All of you know about the National Spelling Bee. You know, where dorky kids who are way up there in the brains department spell words you’ve never even heard of, much less know how to spell. Over and over. Kind of scary smart, but it still makes you sick. Well, Dr. Crankenfuss is here to tell you that being a great speller ain’t so great after all. Take this challenge and you’ll see why “Speliing Duzn’t Mattr.”

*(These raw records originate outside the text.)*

impl SessionStore {
    pub fn new(
        api: Arc<dyn AuthApi>,
        repository: SessionRepository,
        unauthorized_policy: UnauthorizedPolicy,
    ) -> Self {
        Self {
            api,
            repository,
            unauthorized_policy,
            state: RwLock::new(SessionState::default()),
        }
    }

    // =========================================================================
    // Getters
    // =========================================================================

    pub async fn is_authenticated(&self) -> bool {
        self.state.read().await.session.is_some()
    }

    pub async fn current_user(&self) -> Option<User> {
        self.state
            .read()
            .await
            .session
            .as_ref()
            .and_then(|s| s.user.clone())
    }

    pub async fn is_loading(&self) -> bool {
        self.state.read().await.in_flight > 0
    }

    pub async fn error(&self) -> Option<String> {
        self.state.read().await.error.clone()
    }

    pub async fn clear_error(&self) {
        self.state.write().await.error = None;
    }

    pub async fn snapshot(&self) -> SessionSnapshot {
        let state = self.state.read().await;
        SessionSnapshot {
            is_authenticated: state.session.is_some(),
            user: state.session.as_ref().and_then(|s| s.user.clone()),
            has_refresh_token: state
                .session
                .as_ref()
                .is_some_and(|s| s.refresh_token.is_some()),
            is_validated: state.validated,
            is_loading: state.in_flight > 0,
            error: state.error.clone(),
        }
    }

    // =========================================================================
    // Credential exchange
    // =========================================================================

    /// Sign in. On failure the previous session, if any, is left as it was.
    pub async fn login(&self, credentials: &LoginCredentials) -> SessionResult<User> {
        self.begin().await;
        let result = self.login_inner(credentials).await;
        self.finish(&result, LOGIN_FAILED).await;
        result
    }

    async fn login_inner(&self, credentials: &LoginCredentials) -> SessionResult<User> {
        credentials.validate()?;
        let response = self.api.login(credentials).await?;
        info!("Signed in as {}", response.user.id);
        self.establish(response).await
    }

    /// Create an account and sign in with it.
    pub async fn register(&self, data: &RegisterData) -> SessionResult<User> {
        self.begin().await;
        let result = self.register_inner(data).await;
        self.finish(&result, REGISTRATION_FAILED).await;
        result
    }

    async fn register_inner(&self, data: &RegisterData) -> SessionResult<User> {
        data.validate()?;
        let response = self.api.register(data).await?;
        info!("Registered {}", response.user.id);
        self.establish(response).await
    }

    /// Mirror first, publish second: a session that could not be persisted
    /// never becomes visible.
    async fn establish(&self, response: AuthResponse) -> SessionResult<User> {
        let user = response.user.clone();
        let session = Session::from(response);
        self.repository.save(&session).await?;

        let mut state = self.state.write().await;
        state.session = Some(session);
        state.validated = true;
        Ok(user)
    }

    // =========================================================================
    // Teardown
    // =========================================================================

    /// Sign out. Local state and storage are cleared whatever the server
    /// says; a remote failure is only reported in the error field.
    pub async fn logout(&self) -> SessionResult<()> {
        self.begin().await;

        let had_session = self.state.read().await.session.is_some();
        let remote = if had_session {
            self.api.logout().await
        } else {
            Ok(())
        };

        let cleared = self.clear_local().await;

        let mut state = self.state.write().await;
        state.in_flight = state.in_flight.saturating_sub(1);
        if let Err(e) = &remote {
            warn!("Remote logout failed, signed out locally: {e}");
            state.error = Some(e.message_or(LOGOUT_FAILED));
        }
        if let Err(e) = &cleared {
            state.error = Some(e.display_message());
        }
        drop(state);

        info!("Signed out");
        cleared
    }

    pub async fn delete_account(&self) -> SessionResult<()> {
        self.begin().await;
        let result = self.delete_account_inner().await;
        self.finish(&result, DELETE_ACCOUNT_FAILED).await;
        result
    }

    async fn delete_account_inner(&self) -> SessionResult<()> {
        self.require_session().await?;
        self.call(self.api.delete_account()).await?;
        self.clear_local().await?;
        info!("Account deleted");
        Ok(())
    }

    /// Drop everything: memory first, then storage.
    async fn clear_local(&self) -> SessionResult<()> {
        {
            let mut state = self.state.write().await;
            state.session = None;
            state.validated = false;
        }
        self.repository.clear().await?;
        Ok(())
    }

    // =========================================================================
    // Token lifecycle
    // =========================================================================

    /// Exchange the refresh token for a new access token. Any failure,
    /// including having no refresh token, ends the session.
    pub async fn refresh_access_token(&self) -> SessionResult<()> {
        self.begin().await;
        let result = self.refresh_inner().await;
        self.finish(&result, REFRESH_FAILED).await;
        result
    }

    async fn refresh_inner(&self) -> SessionResult<()> {
        let refresh_token = self
            .state
            .read()
            .await
            .session
            .as_ref()
            .and_then(|s| s.refresh_token.clone());

        let Some(refresh_token) = refresh_token else {
            self.clear_local().await?;
            return Err(SessionError::no_refresh_token());
        };

        let refreshed = match self.api.refresh_token(&refresh_token).await {
            Ok(refreshed) => refreshed,
            Err(e) => {
                warn!("Token refresh rejected, signing out: {e}");
                self.clear_local().await?;
                return Err(SessionError::auth_expired(e.message_or(REFRESH_FAILED)));
            }
        };

        let session = {
            let state = self.state.read().await;
            let Some(current) = state.session.as_ref() else {
                // Logged out while the refresh was in flight.
                return Err(SessionError::not_authenticated());
            };
            Session::new(
                refreshed.token,
                refreshed.refresh_token.or_else(|| current.refresh_token.clone()),
                current.user.clone(),
            )
        };

        self.repository.save(&session).await?;
        let mut state = self.state.write().await;
        state.session = Some(session);
        state.validated = true;
        debug!("Access token refreshed");
        Ok(())
    }

    /// Trust-on-read restore: load the stored session into memory without
    /// asking the server. The session stays unvalidated until
    /// [`ensure_valid`](Self::ensure_valid) or a profile fetch succeeds.
    /// Returns whether a session was found.
    pub async fn hydrate(&self) -> SessionResult<bool> {
        let loaded = self.repository.load().await?;

        if let Some(message) = &loaded.corruption_error {
            warn!("Discarded unusable stored session: {message}");
        }
        if loaded.migrated {
            info!("Restored session from legacy storage keys");
        }

        let Some(session) = loaded.session else {
            debug!("No stored session");
            return Ok(false);
        };

        let mut state = self.state.write().await;
        state.session = Some(session);
        state.validated = false;
        Ok(true)
    }

    /// Restore a session from storage on start-up and validate it.
    ///
    /// The stored session is trusted long enough to issue `GET /auth/me`.
    /// If that fails the store ends up exactly as after [`logout`](Self::logout).
    /// Returns whether a validated session is active afterwards.
    pub async fn initialize_session(&self) -> SessionResult<bool> {
        if !self.hydrate().await? {
            return Ok(false);
        }

        match self.validate().await {
            Ok(_) => Ok(true),
            Err(e) => {
                info!("Stored session rejected: {}", e.display_message());
                self.clear_local().await?;
                self.state.write().await.error = None;
                Ok(false)
            }
        }
    }

    /// Gate for authorized actions. Validates a hydrated token once; a token
    /// the server rejects ends the session.
    pub async fn ensure_valid(&self) -> SessionResult<()> {
        {
            let state = self.state.read().await;
            if state.session.is_none() {
                return Err(SessionError::not_authenticated());
            }
            if state.validated {
                return Ok(());
            }
        }

        if let Err(e) = self.validate().await {
            self.clear_local().await?;
            let err = SessionError::auth_expired(e.display_message());
            self.state.write().await.error = Some(err.display_message());
            return Err(err);
        }
        Ok(())
    }

    async fn validate(&self) -> SessionResult<User> {
        self.begin().await;
        let result = self.replace_profile().await;
        let mut state = self.state.write().await;
        state.in_flight = state.in_flight.saturating_sub(1);
        result
    }

    // =========================================================================
    // Profile
    // =========================================================================

    pub async fn fetch_current_user(&self) -> SessionResult<User> {
        self.begin().await;
        let result = self.fetch_user_inner().await;
        self.finish(&result, FETCH_USER_FAILED).await;
        result
    }

    async fn fetch_user_inner(&self) -> SessionResult<User> {
        self.require_session().await?;
        self.replace_profile().await
    }

    /// `GET /auth/me`, then replace the profile and mark the token validated.
    async fn replace_profile(&self) -> SessionResult<User> {
        let user = self.call(self.api.current_user()).await?;

        let session = {
            let state = self.state.read().await;
            let Some(current) = state.session.as_ref() else {
                return Err(SessionError::not_authenticated());
            };
            Session {
                user: Some(user.clone()),
                ..current.clone()
            }
        };

        self.repository.save(&session).await?;
        let mut state = self.state.write().await;
        state.session = Some(session);
        state.validated = true;
        Ok(user)
    }

    /// Shallow-merge `update` into the current profile, pushing it to the
    /// server first. A remote failure leaves the local profile untouched.
    pub async fn update_profile(&self, update: &ProfileUpdate) -> SessionResult<User> {
        self.begin().await;
        let result = self.update_profile_inner(update).await;
        self.finish(&result, PROFILE_UPDATE_FAILED).await;
        result
    }

    async fn update_profile_inner(&self, update: &ProfileUpdate) -> SessionResult<User> {
        if self.current_user().await.is_none() {
            return Err(SessionError::no_profile());
        }

        let remote = self.call(self.api.update_profile(update)).await?;

        let (session, merged) = {
            let state = self.state.read().await;
            let Some(current) = state.session.as_ref() else {
                return Err(SessionError::not_authenticated());
            };
            let Some(user) = current.user.as_ref() else {
                return Err(SessionError::no_profile());
            };
            let mut merged = user.merged(update);
            if remote.updated_at.is_some() {
                merged.updated_at = remote.updated_at;
            }
            let session = Session {
                user: Some(merged.clone()),
                ..current.clone()
            };
            (session, merged)
        };

        self.repository.save(&session).await?;
        self.state.write().await.session = Some(session);
        Ok(merged)
    }

    // =========================================================================
    // Unauthorized handling
    // =========================================================================

    /// Apply the configured policy after a service answered 401.
    pub async fn handle_unauthorized(&self) -> SessionResult<()> {
        if self.unauthorized_policy.clears_session() {
            warn!("Server rejected the session, signing out");
            self.clear_local().await?;
        }
        self.state.write().await.error = Some(SESSION_EXPIRED.to_string());
        Ok(())
    }

    /// Await a session-bound call, routing a 401 through the policy.
    async fn call<T>(
        &self,
        request: impl std::future::Future<Output = Result<T, ClientError>>,
    ) -> SessionResult<T> {
        match request.await {
            Ok(value) => Ok(value),
            Err(e) if e.is_unauthorized() => {
                self.handle_unauthorized().await?;
                Err(SessionError::auth_expired(SESSION_EXPIRED))
            }
            Err(e) => Err(e.into()),
        }
    }

    async fn require_session(&self) -> SessionResult<()> {
        if self.state.read().await.session.is_none() {
            return Err(SessionError::not_authenticated());
        }
        Ok(())
    }

    // =========================================================================
    // Loading / error bookkeeping
    // =========================================================================

    /// Each operation overwrites the previous error.
    async fn begin(&self) {
        let mut state = self.state.write().await;
        state.in_flight += 1;
        state.error = None;
    }

    async fn finish<T>(&self, result: &SessionResult<T>, fallback: &str) {
        let mut state = self.state.write().await;
        state.in_flight = state.in_flight.saturating_sub(1);
        if let Err(e) = result {
            state.error = Some(Self::error_message(e, fallback));
        }
    }

    fn error_message(error: &SessionError, fallback: &str) -> String {
        match error {
            SessionError::Api { source, .. } => source.message_or(fallback),
            other => other.display_message(),
        }
    }
}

So here’s the test. And it’s one that will make you feel good about yourself. Get out a stopwatch or some timing device and see how fast you can read the next paragraph — which I’ve put in CAPITAL BLUE LETTERS — as fast as you can. When you first see it, you’ll think it’s really hard. BUT IT WON’T BE. After you’re done, post your time. You’ll see how right I am in my title.
IH YAM HIER TWO TEL U AH TROOTH YU PRBELBY HAF KNOT THUOGT UV BEEFOR. SPELING IZ NUT TAHT INPERTANT. YESC, EVRIBUDY TELZ U ET IZ — YUR TEECHARS, YUR PERANTS, EVIN U PRALBLY BELEEV ET. BT YU KAN REED THEZ PRTTY FST EVUN THO EVRY WURD IZ RONG. OW EZ THEZ POSBL? BEKUZ YUR BRANE WURKS BETR THN U THOGHT.
So how long did it take you? An hour?? Dude, that is NOT GOOD! Now c’mon, be honest, you had to do better than that. Anyway, next time someone gets after you for your bad spelling (like I do with people sometimes), tell those people like me, “Lay off, Bobo. You can understand this just fine.” It might just shut us up.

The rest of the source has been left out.